Departmental Bulletin Paper A Case Report of Drug-Induced Thrombocytopenia after Living Donor Liver Transplantation

Arai, Keisuke  ,  Kuramitsu, Kaori  ,  Fukumoto, Takumi  ,  Kido, Masahiro  ,  Takebe, Atsushi  ,  Tanaka, Motofumi  ,  Kinoshita, Hisoka  ,  Ajiki, Tetsuo  ,  Toyama, Hirochika  ,  Asari, Sadaki  ,  Goto, Tadahiro  ,  Ku, Yonson

62 ( 1 )  , pp.9 - 12 , 2016 , 神戸大学医学部
ISSN:00232513
NCID:AA00711740
Description
There are few descriptions of severe thrombocytopenia during the early postoperative period after liver transplantation, and these have not been fully documented in the literature. Here, we report a case of drug-induced thrombocytopenia requiring transfusion of blood products after living donor liver transplantation. We determined that this was not caused by the interferon-free anti-viral therapy but by tacrolimus A 61-year-old woman with hepatitis C-related cirrhosis and hepatorenal syndrome underwent living donor liver transplantation using a left lobe graft from her son.

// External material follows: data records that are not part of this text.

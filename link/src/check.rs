use crate::error::diag;
use crate::module::ModuleStore;
use crate::symbols::SymbolTable;
use crate::token::Pos;
use arch::Class;
use color_print::cformat;
use std::collections::HashSet;
use std::fmt;

/// Suspicious but linkable input.
#[derive(Debug, Clone, PartialEq, Eq)]
pub enum Warning {
    DefinitionOutsideModule {
        name: String,
        module: usize,
        location: usize,
        len: usize,
        pos: Pos,
    },
    DefinedButUnused {
        name: String,
        module: usize,
        pos: Pos,
    },
    UseNotReferenced {
        name: String,
        module: usize,
        pos: Pos,
    },
    DuplicateIgnored {
        name: String,
        module: usize,
        kept: usize,
        pos: Pos,
    },
}

impl fmt::Display for Warning {
    fn fmt(&self, f: &mut fmt::Formatter<'_>) -> fmt::Result {
        match self {
            Warning::DefinitionOutsideModule {
                name,
                module,
                location,
                len,
                ..
            } => write!(
                f,
                "`{name}` is defined at {location} but module {module} has only {len} words"
            ),
            Warning::DefinedButUnused { name, module, .. } => {
                write!(f, "`{name}` is defined in module {module} but never used")
            }
            Warning::UseNotReferenced { name, module, .. } => write!(
                f,
                "`{name}` is in the use list of module {module} but no instruction refers to it"
            ),
            Warning::DuplicateIgnored {
                name, module, kept, ..
            } => write!(
                f,
                "`{name}` in module {module} is ignored, the definition in module {kept} is used"
            ),
        }
    }
}

impl Warning {
    pub fn pos(&self) -> Pos {
        match self {
            Warning::DefinitionOutsideModule { pos, .. }
            | Warning::DefinedButUnused { pos, .. }
            | Warning::UseNotReferenced { pos, .. }
            | Warning::DuplicateIgnored { pos, .. } => *pos,
        }
    }

    pub fn diag(&self, file: &str, source: &str) -> String {
        diag(&cformat!("<yellow,bold>warn</>: {}", self), file, source, Some(self.pos()))
    }

    pub fn print_diag(&self, file: &str, source: &str) {
        eprint!("{}", self.diag(file, source));
    }
}

/// Collect warnings for a parsed program.
///
/// Must run before relocation: External operands are still use-list indices here.
pub fn lint(store: &ModuleStore, table: &SymbolTable) -> Vec<Warning> {
    let mut warnings = Vec::new();

    let used: HashSet<&str> = store
        .iter()
        .flat_map(|module| module.uses.iter().map(|usage| usage.name.as_str()))
        .collect();

    for (idx, module) in store.iter().enumerate() {
        for def in &module.definitions {
            let location = def.location.unwrap_or(0);
            if location >= module.len() {
                warnings.push(Warning::DefinitionOutsideModule {
                    name: def.name.clone(),
                    module: idx,
                    location,
                    len: module.len(),
                    pos: def.pos,
                });
            }

            match table.get(&def.name) {
                Some(entry) if entry.pos != def.pos => {
                    warnings.push(Warning::DuplicateIgnored {
                        name: def.name.clone(),
                        module: idx,
                        kept: entry.module,
                        pos: def.pos,
                    });
                    continue;
                }
                _ => {}
            }

            if !used.contains(def.name.as_str()) {
                warnings.push(Warning::DefinedButUnused {
                    name: def.name.clone(),
                    module: idx,
                    pos: def.pos,
                });
            }
        }

        let referenced: HashSet<usize> = module
            .instructions
            .iter()
            .filter(|inst| inst.class() == Class::External)
            .map(|inst| inst.addr() as usize)
            .collect();
        for (i, usage) in module.uses.iter().enumerate() {
            if !referenced.contains(&i) {
                warnings.push(Warning::UseNotReferenced {
                    name: usage.name.clone(),
                    module: idx,
                    pos: usage.pos,
                });
            }
        }
    }

    warnings
}

#[cfg(test)]
mod tests {
    use super::*;
    use crate::config::DuplicatePolicy;

    fn warnings(code: &str, policy: DuplicatePolicy) -> Vec<Warning> {
        let store = ModuleStore::parse(code).unwrap();
        let table = SymbolTable::build(&store, policy).unwrap();
        lint(&store, &table)
    }

    #[test]
    fn clean_program() {
        assert!(warnings("1 X 0 0 1 I 1000  0 1 X 1 E 2000", DuplicatePolicy::Error).is_empty());
    }

    #[test]
    fn definition_outside_module() {
        let ws = warnings("1 X 5 1 X 1 E 1000", DuplicatePolicy::Error);
        assert_eq!(ws.len(), 1);
        assert!(matches!(
            &ws[0],
            Warning::DefinitionOutsideModule { location: 5, len: 1, .. }
        ));
    }

    #[test]
    fn unused_definition_and_use() {
        let ws = warnings("1 X 0 1 Y 1 I 1000  1 Y 0 0 1 I 1000", DuplicatePolicy::Error);
        assert_eq!(ws.len(), 2);
        assert!(matches!(&ws[0], Warning::DefinedButUnused { name, .. } if name == "X"));
        assert!(matches!(&ws[1], Warning::UseNotReferenced { name, module: 0, .. } if name == "Y"));
    }

    #[test]
    fn warning_diag() {
        let source = "1 X 0 1 Y 1 I 1000  1 Y 0 0 1 I 1000";
        let ws = warnings(source, DuplicatePolicy::Error);
        let text = crate::error::strip_ansi(&ws[0].diag("input.txt", source));
        assert!(text.starts_with("warn: `X` is defined in module 0 but never used\n"));
        assert!(text.contains("--> input.txt:1:3\n"));
        assert!(text.ends_with("      |   ^\n"));
    }

    #[test]
    fn duplicate_under_first_policy() {
        let ws = warnings("1 X 0 1 X 1 E 1000  1 X 0 0 1 I 1000", DuplicatePolicy::First);
        assert_eq!(
            ws,
            vec![Warning::DuplicateIgnored {
                name: "X".to_string(),
                module: 1,
                kept: 0,
                pos: Pos { offset: 22, row: 1, col: 23 },
            }]
        );
    }
}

After transplantation, immunosuppression consisted of tacrolimus and steroid. Seven weeks after transplantation, interferon-free therapy with daclatasvir and asunaprevir was started. Thirteen days thereafter, hepatitis C virus tested negative. However, the platelet count had begun to gradually decrease just before starting anti-viral therapy. Daclatasvir and asunaprevir were stopped because this was suspected to be a side-effect of these drugs, but the patient nonetheless went on to develop severe thrombocytopenia (platelet count 17,000/μL), which needed transfusions. Now suspecting tacrolimus as the inducer of this side effect, we changed to cyclosporin, after which the platelet count gradually recovered. Viral markers were still not detectable up to 2 months after discontinuation of the antiviral drugs. We conclude that when severe thrombocytopenia occurs, possible drug-induced thrombocytopenia as well as other disorders must be investigated.